BRIEF: For the word "rest", find each line in the entries where it occurs and copy that line.

EXTRACTED INFORMATION:
————

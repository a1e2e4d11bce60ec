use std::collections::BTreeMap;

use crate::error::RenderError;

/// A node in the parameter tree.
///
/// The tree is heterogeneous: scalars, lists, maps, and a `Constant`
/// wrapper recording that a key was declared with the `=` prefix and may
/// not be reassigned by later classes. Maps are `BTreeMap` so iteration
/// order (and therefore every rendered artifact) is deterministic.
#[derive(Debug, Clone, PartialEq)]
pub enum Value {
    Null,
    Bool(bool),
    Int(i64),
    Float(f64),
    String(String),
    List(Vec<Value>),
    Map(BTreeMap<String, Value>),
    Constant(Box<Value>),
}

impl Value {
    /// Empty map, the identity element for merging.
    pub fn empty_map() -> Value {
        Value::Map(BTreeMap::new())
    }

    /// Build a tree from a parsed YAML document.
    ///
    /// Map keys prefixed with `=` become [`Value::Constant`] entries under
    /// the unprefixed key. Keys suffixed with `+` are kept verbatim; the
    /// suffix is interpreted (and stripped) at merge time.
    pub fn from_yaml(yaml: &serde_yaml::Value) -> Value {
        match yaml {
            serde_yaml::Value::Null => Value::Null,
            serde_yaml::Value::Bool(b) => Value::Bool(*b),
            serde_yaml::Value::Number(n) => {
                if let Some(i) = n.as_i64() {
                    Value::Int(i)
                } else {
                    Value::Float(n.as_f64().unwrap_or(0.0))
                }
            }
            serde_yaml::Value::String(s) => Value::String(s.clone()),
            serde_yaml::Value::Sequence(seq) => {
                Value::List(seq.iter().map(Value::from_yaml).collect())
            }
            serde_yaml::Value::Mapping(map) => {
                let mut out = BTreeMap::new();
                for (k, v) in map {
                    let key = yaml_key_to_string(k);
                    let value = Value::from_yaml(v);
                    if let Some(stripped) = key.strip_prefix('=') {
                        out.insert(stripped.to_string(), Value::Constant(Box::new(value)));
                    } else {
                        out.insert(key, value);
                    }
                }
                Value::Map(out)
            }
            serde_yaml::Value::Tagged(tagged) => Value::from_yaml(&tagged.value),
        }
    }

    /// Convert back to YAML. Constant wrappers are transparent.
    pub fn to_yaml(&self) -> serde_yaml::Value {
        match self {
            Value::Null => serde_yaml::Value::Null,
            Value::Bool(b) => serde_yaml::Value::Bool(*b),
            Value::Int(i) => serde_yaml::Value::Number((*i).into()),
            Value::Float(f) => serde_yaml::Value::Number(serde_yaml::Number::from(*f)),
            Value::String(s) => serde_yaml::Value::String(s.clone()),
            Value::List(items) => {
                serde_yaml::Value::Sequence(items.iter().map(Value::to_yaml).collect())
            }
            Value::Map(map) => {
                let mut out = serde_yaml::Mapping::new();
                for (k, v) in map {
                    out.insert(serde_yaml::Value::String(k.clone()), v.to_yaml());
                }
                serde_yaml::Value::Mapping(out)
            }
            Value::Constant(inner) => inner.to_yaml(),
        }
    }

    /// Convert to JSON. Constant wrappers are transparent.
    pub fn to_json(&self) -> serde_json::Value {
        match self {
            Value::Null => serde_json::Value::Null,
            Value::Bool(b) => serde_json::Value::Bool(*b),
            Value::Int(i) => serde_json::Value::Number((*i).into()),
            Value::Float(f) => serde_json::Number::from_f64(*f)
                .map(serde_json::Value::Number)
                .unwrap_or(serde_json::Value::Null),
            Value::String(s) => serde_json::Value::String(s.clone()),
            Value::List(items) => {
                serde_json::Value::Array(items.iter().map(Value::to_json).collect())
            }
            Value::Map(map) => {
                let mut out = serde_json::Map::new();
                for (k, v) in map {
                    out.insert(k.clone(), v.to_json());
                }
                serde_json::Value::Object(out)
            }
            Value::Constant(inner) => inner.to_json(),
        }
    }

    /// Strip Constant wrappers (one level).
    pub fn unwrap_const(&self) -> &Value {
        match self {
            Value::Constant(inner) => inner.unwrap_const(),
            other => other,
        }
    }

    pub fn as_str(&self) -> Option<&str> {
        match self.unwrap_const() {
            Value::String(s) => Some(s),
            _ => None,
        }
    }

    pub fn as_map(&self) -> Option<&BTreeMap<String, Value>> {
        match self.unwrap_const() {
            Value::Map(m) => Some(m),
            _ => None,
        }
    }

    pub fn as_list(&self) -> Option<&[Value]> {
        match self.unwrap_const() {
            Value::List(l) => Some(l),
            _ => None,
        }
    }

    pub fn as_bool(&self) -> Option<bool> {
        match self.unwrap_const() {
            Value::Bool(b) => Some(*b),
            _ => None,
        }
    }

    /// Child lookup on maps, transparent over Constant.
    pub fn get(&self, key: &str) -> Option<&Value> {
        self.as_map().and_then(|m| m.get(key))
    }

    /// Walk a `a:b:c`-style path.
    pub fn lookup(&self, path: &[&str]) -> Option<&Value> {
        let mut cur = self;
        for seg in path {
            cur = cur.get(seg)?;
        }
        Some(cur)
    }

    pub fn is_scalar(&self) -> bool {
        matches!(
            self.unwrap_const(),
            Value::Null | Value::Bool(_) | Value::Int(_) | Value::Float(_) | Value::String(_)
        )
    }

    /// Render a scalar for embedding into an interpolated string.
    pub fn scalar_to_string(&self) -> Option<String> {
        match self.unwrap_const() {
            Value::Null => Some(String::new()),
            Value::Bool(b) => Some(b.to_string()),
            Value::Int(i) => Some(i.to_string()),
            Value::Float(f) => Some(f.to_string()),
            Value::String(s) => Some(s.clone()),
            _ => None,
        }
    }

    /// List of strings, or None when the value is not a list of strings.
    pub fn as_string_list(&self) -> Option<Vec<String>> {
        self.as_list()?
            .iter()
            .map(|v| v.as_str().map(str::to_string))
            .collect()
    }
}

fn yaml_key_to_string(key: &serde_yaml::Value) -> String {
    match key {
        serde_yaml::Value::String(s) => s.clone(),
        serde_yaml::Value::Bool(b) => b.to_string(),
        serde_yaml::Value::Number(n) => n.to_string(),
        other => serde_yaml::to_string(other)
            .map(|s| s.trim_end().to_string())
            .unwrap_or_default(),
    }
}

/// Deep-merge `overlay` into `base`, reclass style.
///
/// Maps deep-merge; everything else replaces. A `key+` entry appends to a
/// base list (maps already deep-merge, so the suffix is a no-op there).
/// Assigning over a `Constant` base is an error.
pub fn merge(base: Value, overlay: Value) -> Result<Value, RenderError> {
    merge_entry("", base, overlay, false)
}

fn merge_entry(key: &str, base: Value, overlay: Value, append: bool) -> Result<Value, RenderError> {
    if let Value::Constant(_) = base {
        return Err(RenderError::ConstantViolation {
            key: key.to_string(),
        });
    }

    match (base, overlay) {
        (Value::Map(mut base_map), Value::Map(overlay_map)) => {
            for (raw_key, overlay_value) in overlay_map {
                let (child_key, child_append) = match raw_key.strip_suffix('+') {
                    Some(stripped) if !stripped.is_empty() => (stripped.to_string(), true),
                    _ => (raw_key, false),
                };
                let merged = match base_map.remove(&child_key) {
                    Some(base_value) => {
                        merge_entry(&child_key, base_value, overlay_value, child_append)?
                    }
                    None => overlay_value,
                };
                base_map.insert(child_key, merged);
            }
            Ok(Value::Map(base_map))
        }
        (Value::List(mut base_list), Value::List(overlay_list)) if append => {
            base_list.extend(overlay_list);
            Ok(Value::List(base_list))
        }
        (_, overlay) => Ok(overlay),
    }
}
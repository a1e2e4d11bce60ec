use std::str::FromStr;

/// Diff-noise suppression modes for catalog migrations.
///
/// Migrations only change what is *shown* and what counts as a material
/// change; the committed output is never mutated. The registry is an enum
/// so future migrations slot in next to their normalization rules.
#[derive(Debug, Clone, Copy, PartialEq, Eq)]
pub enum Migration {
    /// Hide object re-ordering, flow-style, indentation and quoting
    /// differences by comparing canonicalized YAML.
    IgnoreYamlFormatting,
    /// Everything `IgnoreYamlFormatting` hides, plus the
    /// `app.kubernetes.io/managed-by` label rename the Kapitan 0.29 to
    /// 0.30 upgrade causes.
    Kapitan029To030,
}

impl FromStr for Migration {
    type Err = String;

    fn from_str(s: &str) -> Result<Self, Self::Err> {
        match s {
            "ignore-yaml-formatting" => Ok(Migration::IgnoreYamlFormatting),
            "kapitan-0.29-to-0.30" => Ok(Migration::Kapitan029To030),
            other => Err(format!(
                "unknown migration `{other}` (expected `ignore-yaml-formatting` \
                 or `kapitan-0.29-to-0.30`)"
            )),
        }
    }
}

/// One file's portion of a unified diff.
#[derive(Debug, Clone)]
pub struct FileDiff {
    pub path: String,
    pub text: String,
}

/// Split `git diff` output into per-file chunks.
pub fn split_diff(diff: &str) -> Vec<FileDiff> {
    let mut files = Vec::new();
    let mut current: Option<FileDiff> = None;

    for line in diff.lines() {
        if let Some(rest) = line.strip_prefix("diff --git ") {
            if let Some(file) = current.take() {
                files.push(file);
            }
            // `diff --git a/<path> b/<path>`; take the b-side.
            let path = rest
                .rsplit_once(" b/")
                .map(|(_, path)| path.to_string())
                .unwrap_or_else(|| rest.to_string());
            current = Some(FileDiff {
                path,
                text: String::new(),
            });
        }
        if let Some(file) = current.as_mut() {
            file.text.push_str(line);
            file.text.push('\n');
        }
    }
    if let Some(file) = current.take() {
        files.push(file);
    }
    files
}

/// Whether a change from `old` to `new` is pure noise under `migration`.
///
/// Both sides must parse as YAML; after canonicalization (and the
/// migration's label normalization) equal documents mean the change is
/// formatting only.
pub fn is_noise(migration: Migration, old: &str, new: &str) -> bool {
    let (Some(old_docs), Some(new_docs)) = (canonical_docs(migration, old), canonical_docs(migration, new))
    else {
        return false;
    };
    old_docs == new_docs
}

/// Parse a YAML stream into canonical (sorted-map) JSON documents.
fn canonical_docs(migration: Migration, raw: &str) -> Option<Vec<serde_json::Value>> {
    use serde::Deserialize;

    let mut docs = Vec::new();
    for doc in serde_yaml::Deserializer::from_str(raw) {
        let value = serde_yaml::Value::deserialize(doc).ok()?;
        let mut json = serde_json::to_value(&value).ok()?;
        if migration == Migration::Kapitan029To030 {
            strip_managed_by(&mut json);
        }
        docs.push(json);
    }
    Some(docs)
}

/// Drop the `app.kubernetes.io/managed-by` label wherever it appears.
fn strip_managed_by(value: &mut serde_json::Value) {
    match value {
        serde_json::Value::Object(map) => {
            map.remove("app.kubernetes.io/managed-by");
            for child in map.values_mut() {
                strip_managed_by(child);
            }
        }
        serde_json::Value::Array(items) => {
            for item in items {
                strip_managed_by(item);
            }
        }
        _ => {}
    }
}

————

ANSWER FOR THIS EXERCISE:
        if let Some(rest) = line.strip_prefix("diff --git ") {
            let path = rest
                .unwrap_or_else(|| rest.to_string());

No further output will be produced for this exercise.